What Exactly Is Amazon EKS Security About?
Amazon EKS is one of the most popular managed Kubernetes services out there. It allows teams to orchestrate their containers via Kubernetes without installing and operating the Kubernetes control plane or the infrastructure required for Kubernetes clusters to run.
Since EKS is a service delivered by AWS, we can start the conversation about security with the shared responsibility model. In general, AWS is responsible for managing the security of its cloud services, while the customer oversees the security of the workloads.
AWS manages the Kubernetes dashboard and control plane via EKS, including all the infrastructure services used by the cloud provider to deliver a safe Kubernetes environment.
Self-managed workers and EKS cluster configurations like IAM, pod, runtime, network security, worker node scalability, and container image components all fall to the customer’s plate.
Client-side security includes data security, upgrades and patches for worker nodes, and secure configuration for everything, starting with the data plane and nodes and ending with containers and operating systems. Customers also need to configure security groups allowing the EKS control plane to communicate with virtual private clouds (VPCs) in a secure manner.
AWS users get support from the cloud provider around EKS security in the form of:
AWS Built EKS Security Features Into Its Managed Kubernetes Service
Here are a few built-in EKS security features every AWS user gets if they decide to run their clusters using this managed Kubernetes service.
AWS Secrets Manager
In Kubernetes, you can create key/value pairs and bring them to applications running inside your pods. If they contain any sensitive data, you can use Secret Store, which is a Container Storage Interface driver implemented by AWS Secrets Manager (as well as AWS Parameter Store).

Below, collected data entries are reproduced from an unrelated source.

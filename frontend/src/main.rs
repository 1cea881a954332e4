use yew::prelude::*;
use yew_router::prelude::*;
use log::info;

mod config;
mod components {
    pub mod dom;
}
mod projects {
    pub mod models;
    pub mod source;
    pub mod carousel;
    pub mod modal;
    pub mod scroll_lock;
    pub mod detail;
    pub mod portfolio;
}
mod pages {
    pub mod landing;
    pub mod hero;
    pub mod process;
    pub mod why_choose_us;
    pub mod contact;
}

use components::dom::{scroll_to_section, WindowListener};
use pages::landing::{Landing, NotFound};

#[derive(Clone, Routable, PartialEq)]
pub enum Route {
    #[at("/")]
    Home,
    #[not_found]
    #[at("/404")]
    NotFound,
}

fn switch(routes: Route) -> Html {
    match routes {
        Route::Home => {
            info!("Rendering Home page");
            html! { <Landing /> }
        },
        Route::NotFound => {
            info!("Rendering NotFound page");
            html! { <NotFound /> }
        },
    }
}

const NAV_SECTIONS: [(&str, &str); 5] = [
    ("#home", "Accueil"),
    ("#portfolio", "Réalisations"),
    ("#process", "Méthode"),
    ("#why-choose-us", "Pourquoi nous"),
    ("#contact", "Contact"),
];

// Past the hero the bar gets a solid background.
const SCROLLED_THRESHOLD: f64 = 80.0;

#[function_component(Nav)]
pub fn nav() -> Html {
    let menu_open = use_state(|| false);
    let is_scrolled = use_state_eq(|| false);

    {
        let is_scrolled = is_scrolled.clone();
        use_effect_with_deps(move |_| {
            let listener = WindowListener::new("scroll", move |_| {
                if let Some(scroll_y) = web_sys::window().and_then(|w| w.scroll_y().ok()) {
                    is_scrolled.set(scroll_y > SCROLLED_THRESHOLD);
                }
            });

            move || drop(listener)
        }, ());
    }

    let toggle_menu = {
        let menu_open = menu_open.clone();
        Callback::from(move |e: MouseEvent| {
            e.prevent_default();
            menu_open.set(!*menu_open);
        })
    };

    let menu_class = if *menu_open {
        "nav-right mobile-menu-open"
    } else {
        "nav-right"
    };

    html! {
        <nav class={classes!("top-nav", (*is_scrolled).then(|| "scrolled"))}>
            <style>{NAV_CSS}</style>
            <div class="nav-content">
                <Link<Route> to={Route::Home} classes="nav-logo">
                    {"lOS Studio"}
                </Link<Route>>

                <button class="burger-menu" onclick={toggle_menu}>
                    <span></span>
                    <span></span>
                    <span></span>
                </button>
                <div class={menu_class}>
                    { for NAV_SECTIONS.iter().map(|(selector, label)| {
                        let menu_open = menu_open.clone();
                        let selector = *selector;
                        let onclick = Callback::from(move |e: MouseEvent| {
                            e.prevent_default();
                            menu_open.set(false);
                            scroll_to_section(selector);
                        });
                        html! {
                            <a href={selector} class="nav-link" {onclick}>{*label}</a>
                        }
                    }) }
                </div>
            </div>
        </nav>
    }
}

const NAV_CSS: &str = r#"
    .top-nav {
        position: fixed;
        top: 0;
        left: 0;
        right: 0;
        z-index: 40;
        transition: background 0.3s ease;
    }
    .top-nav.scrolled {
        background: rgba(0, 0, 0, 0.85);
        backdrop-filter: blur(10px);
        border-bottom: 1px solid rgba(255, 255, 255, 0.1);
    }
    .nav-content {
        max-width: 80rem;
        margin: 0 auto;
        padding: 1rem 2rem;
        display: flex;
        align-items: center;
        justify-content: space-between;
    }
    .nav-logo {
        color: #fff;
        font-weight: 700;
        font-size: 1.25rem;
        text-decoration: none;
    }
    .nav-right {
        display: flex;
        gap: 2rem;
    }
    .nav-link {
        color: #d1d5db;
        text-decoration: none;
        transition: color 0.3s ease;
    }
    .nav-link:hover {
        color: #22d3ee;
    }
    .burger-menu {
        display: none;
        flex-direction: column;
        gap: 4px;
        background: none;
        border: none;
        cursor: pointer;
    }
    .burger-menu span {
        width: 24px;
        height: 2px;
        background: #fff;
    }
    @media (max-width: 768px) {
        .burger-menu {
            display: flex;
        }
        .nav-right {
            display: none;
        }
        .nav-right.mobile-menu-open {
            display: flex;
            flex-direction: column;
            position: absolute;
            top: 100%;
            left: 0;
            right: 0;
            padding: 1.5rem 2rem;
            background: rgba(0, 0, 0, 0.95);
        }
    }
"#;

#[function_component]
fn App() -> Html {
    html! {
        <BrowserRouter>
            <Nav />
            <Switch<Route> render={switch} />
        </BrowserRouter>
    }
}

fn main() {
    // Initialize console error panic hook for better error messages
    console_error_panic_hook::set_once();

    // Initialize logging
    console_log::init_with_level(config::log_level()).expect("error initializing log");

    info!("Starting application");
    yew::Renderer::<App>::new().render();
}
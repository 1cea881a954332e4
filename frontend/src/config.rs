use log::Level;

#[cfg(debug_assertions)]
pub fn get_backend_url() -> &'static str {
    match option_env!("SUPABASE_URL") {
        Some(url) => url,
        None => "http://localhost:54321", // supabase start
    }
}

#[cfg(not(debug_assertions))]
pub fn get_backend_url() -> &'static str {
    match option_env!("SUPABASE_URL") {
        Some(url) => url,
        None => "https://aruoiqvgxoxhdlnerwww.supabase.co",
    }
}

/// Public anon key; row level security keeps the projects table read-only.
pub fn get_anon_key() -> &'static str {
    option_env!("SUPABASE_ANON_KEY").unwrap_or("")
}

pub const BOOKING_URL: &str = "https://leonceouattarastudiogroup.site/reserver";
pub const CONTACT_EMAIL: &str = "contact@leonceouattarastudiogroup.site";
pub const FOUNDER_PHOTO: &str = "https://aruoiqvgxoxhdlnerwww.supabase.co/storage/v1/object/public/portfolio-images/avatars/Leonce_Ouattara.png";

#[cfg(debug_assertions)]
pub fn log_level() -> Level {
    Level::Debug
}

#[cfg(not(debug_assertions))]
pub fn log_level() -> Level {
    Level::Info
}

AWS Secrets Manager gives you a central place for storing and managing Kubernetes secrets. The AWS Secrets and Configuration Provider (ASCP) plugin allows users to deal with legacy Kubernetes workloads that received secrets via ETCD. You can also apply IAM policies to define which pods can access the secret.
Identity and Access Management
Identity and Access Management (IAM) is a helping hand to every admin looking to control access to AWS resources. IAM administrators can set who can sign in and have permissions to EKS resources based on specific policies.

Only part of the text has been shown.